Cyber Incident Victim: Verifone
Date:
Jun 2016
Location:
United States of America
Summary
A cybersecurity breach at Verifone compromised its corporate network for several months, with attackers targeting a customer support unit handling payment solutions for gas stations. The intrusion, attributed to a Russian hacking group using phishing emails with malicious macros, sought access to point-of-sale systems but did not affect the payment services network. The company responded by mandating password resets, restricting software installations, and initiating forensic investigations. The attackers exploited vulnerabilities in fuel station terminals, which had delayed security upgrades for chip-based card readers, making them susceptible to fraud. This incident shared similarities with previous attacks on payment providers, including the Oracle MICROS breach, highlighting persistent threats to payment infrastructure.

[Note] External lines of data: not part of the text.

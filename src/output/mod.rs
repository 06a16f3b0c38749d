mod cli;
mod json;

pub use cli::{print_findings_table, print_summary_table};
pub use json::{findings_json, print_json, summary_json};

use crate::convert::{validate_id, Outcome, Record};
use crate::lint::Finding;
use crate::model::Vulnerability;
use anyhow::{Context, Result};
use serde::Serialize;
use std::fs;
use std::path::{Path, PathBuf};

/// Output format for the run summary
#[derive(Debug, Clone, Copy, PartialEq, Eq)]
pub enum OutputFormat {
    /// Human-readable table format
    Table,
    /// JSON format for programmatic use
    Json,
}

impl std::str::FromStr for OutputFormat {
    type Err = String;

    fn from_str(s: &str) -> Result<Self, Self::Err> {
        match s.to_lowercase().as_str() {
            "table" => Ok(OutputFormat::Table),
            "json" => Ok(OutputFormat::Json),
            _ => Err(format!("Unknown format: {}. Use 'table' or 'json'", s)),
        }
    }
}

/// Per-status totals for a batch of records.
#[derive(Debug, Clone, Copy, Default, PartialEq, Eq, Serialize)]
pub struct Counts {
    pub converted: usize,
    pub unchanged: usize,
    pub ignored: usize,
    pub failed: usize,
}

impl Counts {
    pub fn from_records(records: &[Record]) -> Self {
        let mut counts = Self::default();
        for record in records {
            match record.outcome {
                Outcome::Converted(_) => counts.converted += 1,
                Outcome::Unchanged => counts.unchanged += 1,
                Outcome::Ignored => counts.ignored += 1,
                Outcome::Failed(_) => counts.failed += 1,
            }
        }
        counts
    }

    pub fn total(&self) -> usize {
        self.converted + self.unchanged + self.ignored + self.failed
    }
}

pub fn print_summary(records: &[Record], format: OutputFormat) -> Result<()> {
    match format {
        OutputFormat::Table => print_summary_table(records),
        OutputFormat::Json => print_json(&summary_json(records)),
    }
}

pub fn print_findings(findings: &[(String, Finding)], format: OutputFormat) -> Result<()> {
    match format {
        OutputFormat::Table => print_findings_table(findings),
        OutputFormat::Json => print_json(&findings_json(findings)),
    }
}

/// Writes `vuln` as pretty JSON to `<dir>/<id>.json`, or to stdout when no
/// directory is given. Returns the path written.
pub fn write_record(vuln: &Vulnerability, dir: Option<&Path>) -> Result<Option<PathBuf>> {
    let json = serde_json::to_string_pretty(vuln)?;

    let Some(dir) = dir else {
        println!("{}", json);
        return Ok(None);
    };

    validate_id(&vuln.id)?;
    fs::create_dir_all(dir)
        .with_context(|| format!("Failed to create output directory {}", dir.display()))?;
    let path = dir.join(format!("{}.json", vuln.id));
    fs::write(&path, format!("{}\n", json))
        .with_context(|| format!("Failed to write {}", path.display()))?;
    Ok(Some(path))
}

| CIA Posture | Motives | Tactics, Techniques & Procedures |
|---|---|---|
| Available to members | 1 motive | 2 techniques |
| Threat Actor | Type | Location |
|---|---|---|
| 1 actor | Available to members | Available to members |
Description
In January 2017, Verifone detected evidence of a cyber intrusion into its corporate network, prompting an internal investigation. The company issued an urgent directive on January 23, 2017, requiring all employees and contractors to reset passwords within 24 hours and restricting software installation privileges on company devices. Sources indicated Visa and Mastercard had notified Verifone of the breach days earlier, with forensic evidence suggesting attackers had infiltrated the network since mid-2016. The intrusion primarily affected a customer support unit in Clearwater, Florida, which managed payment systems for U.S. gas stations, including pay-at-the-pump terminals, in-store registers, loyalty programs, and remote technical support. Verifone engaged U.K.-based forensics firm Foregenix to investigate but maintained that the breach did not compromise its payment services network. Post-investigation updates narrowed the impact to controllers at approximately two dozen gas stations over a limited timeframe, though the company acknowledged the potential for misuse of information was contained through immediate response measures.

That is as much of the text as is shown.